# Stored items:
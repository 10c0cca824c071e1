//! Aggregate statistics over normalized places
//!
//! Everything here is a pure function of the place set and is recomputed
//! whenever the review set changes.

mod keywords;

pub use keywords::{extract_top_keywords, MAX_KEYWORDS, MIN_WORD_LEN};

use crate::model::{AggregateStats, KeywordCount, Place, Review, Sentiment};
use serde::{Deserialize, Serialize};
use std::collections::BTreeMap;

/// Review-level statistics for a single place
#[derive(Debug, Clone, Default, PartialEq, Serialize, Deserialize)]
#[serde(rename_all = "camelCase")]
pub struct PlaceStats {
    pub total_reviews: usize,
    pub reviews_with_text: usize,
    pub reviews_with_response: usize,
    pub avg_rating: f64,
    pub distribution: BTreeMap<u8, usize>,
    pub sentiment: Sentiment,
    pub top_keywords: Vec<KeywordCount>,
}

/// Running counts over a review set
#[derive(Debug, Default)]
struct Tally {
    total: usize,
    with_text: usize,
    with_response: usize,
    star_sum: u64,
    distribution: [usize; 5],
}

impl Tally {
    fn over<'a>(reviews: impl IntoIterator<Item = &'a Review>) -> Self {
        let mut tally = Self::default();
        for review in reviews {
            tally.total += 1;
            tally.star_sum += review.stars as u64;
            if review.has_text() {
                tally.with_text += 1;
            }
            if review.has_owner_response() {
                tally.with_response += 1;
            }
            // Unrated reviews count toward the total only
            if (1..=5).contains(&review.stars) {
                tally.distribution[(review.stars - 1) as usize] += 1;
            }
        }
        tally
    }

    /// Mean over all reviews, unrated included, rounded to one decimal
    fn avg_rating(&self) -> f64 {
        if self.total == 0 {
            return 0.0;
        }
        let mean = self.star_sum as f64 / self.total as f64;
        (mean * 10.0).round() / 10.0
    }

    fn distribution(&self) -> BTreeMap<u8, usize> {
        (1..=5u8)
            .map(|stars| (stars, self.distribution[(stars - 1) as usize]))
            .collect()
    }

    fn sentiment(&self) -> Sentiment {
        let [one, two, three, four, five] = self.distribution;
        let positive = four + five;
        let neutral = three;
        let negative = one + two;

        Sentiment {
            positive,
            neutral,
            negative,
            positive_percent: percent(positive, self.total),
            neutral_percent: percent(neutral, self.total),
            negative_percent: percent(negative, self.total),
        }
    }
}

/// Rounded share of `total`; 0 when there is nothing to share
fn percent(count: usize, total: usize) -> u32 {
    if total == 0 {
        return 0;
    }
    (count as f64 / total as f64 * 100.0).round() as u32
}

/// Statistics over the full place set
///
/// `ai_stats` is left empty; the brand-level analysis is attached by the
/// caller once enrichment finishes.
pub fn compute_stats(places: &[Place]) -> AggregateStats {
    let reviews = places.iter().flat_map(|p| p.reviews.iter());
    let tally = Tally::over(reviews.clone());

    let top_keywords = text_keywords(reviews);

    AggregateStats {
        total_places: places.len(),
        total_reviews: tally.total,
        reviews_with_text: tally.with_text,
        reviews_with_response: tally.with_response,
        avg_rating: tally.avg_rating(),
        distribution: tally.distribution(),
        sentiment: tally.sentiment(),
        top_keywords,
        ai_stats: None,
    }
}

fn text_keywords<'a>(reviews: impl IntoIterator<Item = &'a Review>) -> Vec<KeywordCount> {
    extract_top_keywords(
        reviews
            .into_iter()
            .filter(|r| r.has_text())
            .map(|r| r.text.as_str()),
    )
}

/// Statistics for one place, same rules as [`compute_stats`]
pub fn compute_place_stats(place: &Place) -> PlaceStats {
    let tally = Tally::over(&place.reviews);
    PlaceStats {
        total_reviews: tally.total,
        reviews_with_text: tally.with_text,
        reviews_with_response: tally.with_response,
        avg_rating: tally.avg_rating(),
        distribution: tally.distribution(),
        sentiment: tally.sentiment(),
        top_keywords: text_keywords(&place.reviews),
    }
}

# Task:
Reproduce each entry word for word.

# Result of this task:
repository 10c0cca824c071e1
//! Aggregate statistics over normalized places
//!
//! Everything here is a pure function of the place set and is recomputed
//! whenever the review set changes.

mod keywords;

pub use keywords::{extract_top_keywords, MAX_KEYWORDS, MIN_WORD_LEN};

use crate::model::{AggregateStats, KeywordCount, Place, Review, Sentiment};
use serde::{Deserialize, Serialize};
use std::collections::BTreeMap;

/// Review-level statistics for a single place
#[derive(Debug, Clone, Default, PartialEq, Serialize, Deserialize)]
#[serde(rename_all = "camelCase")]
pub struct PlaceStats {
    pub total_reviews: usize,
    pub reviews_with_text: usize,
    pub reviews_with_response: usize,
    pub avg_rating: f64,
    pub distribution: BTreeMap<u8, usize>,
    pub sentiment: Sentiment,
    pub top_keywords: Vec<KeywordCount>,
}

/// Running counts over a review set
#[derive(Debug, Default)]
struct Tally {
    total: usize,
    with_text: usize,
    with_response: usize,
    star_sum: u64,
    distribution: [usize; 5],
}

impl Tally {
    fn over<'a>(reviews: impl IntoIterator<Item = &'a Review>) -> Self {
        let mut tally = Self::default();
        for review in reviews {
            tally.total += 1;
            tally.star_sum += review.stars as u64;
            if review.has_text() {
                tally.with_text += 1;
            }
            if review.has_owner_response() {
                tally.with_response += 1;
            }
            // Unrated reviews count toward the total only
            if (1..=5).contains(&review.stars) {
                tally.distribution[(review.stars - 1) as usize] += 1;
            }
        }
        tally
    }

    /// Mean over all reviews, unrated included, rounded to one decimal
    fn avg_rating(&self) -> f64 {
        if self.total == 0 {
            return 0.0;
        }
        let mean = self.star_sum as f64 / self.total as f64;
        (mean * 10.0).round() / 10.0
    }

    fn distribution(&self) -> BTreeMap<u8, usize> {
        (1..=5u8)
            .map(|stars| (stars, self.distribution[(stars - 1) as usize]))
            .collect()
    }

    fn sentiment(&self) -> Sentiment {
        let [one, two, three, four, five] = self.distribution;
        let positive = four + five;
        let neutral = three;
        let negative = one + two;

        Sentiment {
            positive,
            neutral,
            negative,
            positive_percent: percent(positive, self.total),
            neutral_percent: percent(neutral, self.total),
            negative_percent: percent(negative, self.total),
        }
    }
}

/// Rounded share of `total`; 0 when there is nothing to share
fn percent(count: usize, total: usize) -> u32 {
    if total == 0 {
        return 0;
    }
    (count as f64 / total as f64 * 100.0).round() as u32
}

/// Statistics over the full place set
///
/// `ai_stats` is left empty; the brand-level analysis is attached by the
/// caller once enrichment finishes.
pub fn compute_stats(places: &[Place]) -> AggregateStats {
    let reviews = places.iter().flat_map(|p| p.reviews.iter());
    let tally = Tally::over(reviews.clone());

    let top_keywords = text_keywords(reviews);

    AggregateStats {
        total_places: places.len(),
        total_reviews: tally.total,
        reviews_with_text: tally.with_text,
        reviews_with_response: tally.with_response,
        avg_rating: tally.avg_rating(),
        distribution: tally.distribution(),
        sentiment: tally.sentiment(),
        top_keywords,
        ai_stats: None,
    }
}

fn text_keywords<'a>(reviews: impl IntoIterator<Item = &'a Review>) -> Vec<KeywordCount> {
    extract_top_keywords(
        reviews
            .into_iter()
            .filter(|r| r.has_text())
            .map(|r| r.text.as_str()),
    )
}

/// Statistics for one place, same rules as [`compute_stats`]
pub fn compute_place_stats(place: &Place) -> PlaceStats {
    let tally = Tally::over(&place.reviews);
    PlaceStats {
        total_reviews: tally.total,
        reviews_with_text: tally.with_text,
        reviews_with_response: tally.with_response,
        avg_rating: tally.avg_rating(),
        distribution: tally.distribution(),
        sentiment: tally.sentiment(),
        top_keywords: text_keywords(&place.reviews),
    }
}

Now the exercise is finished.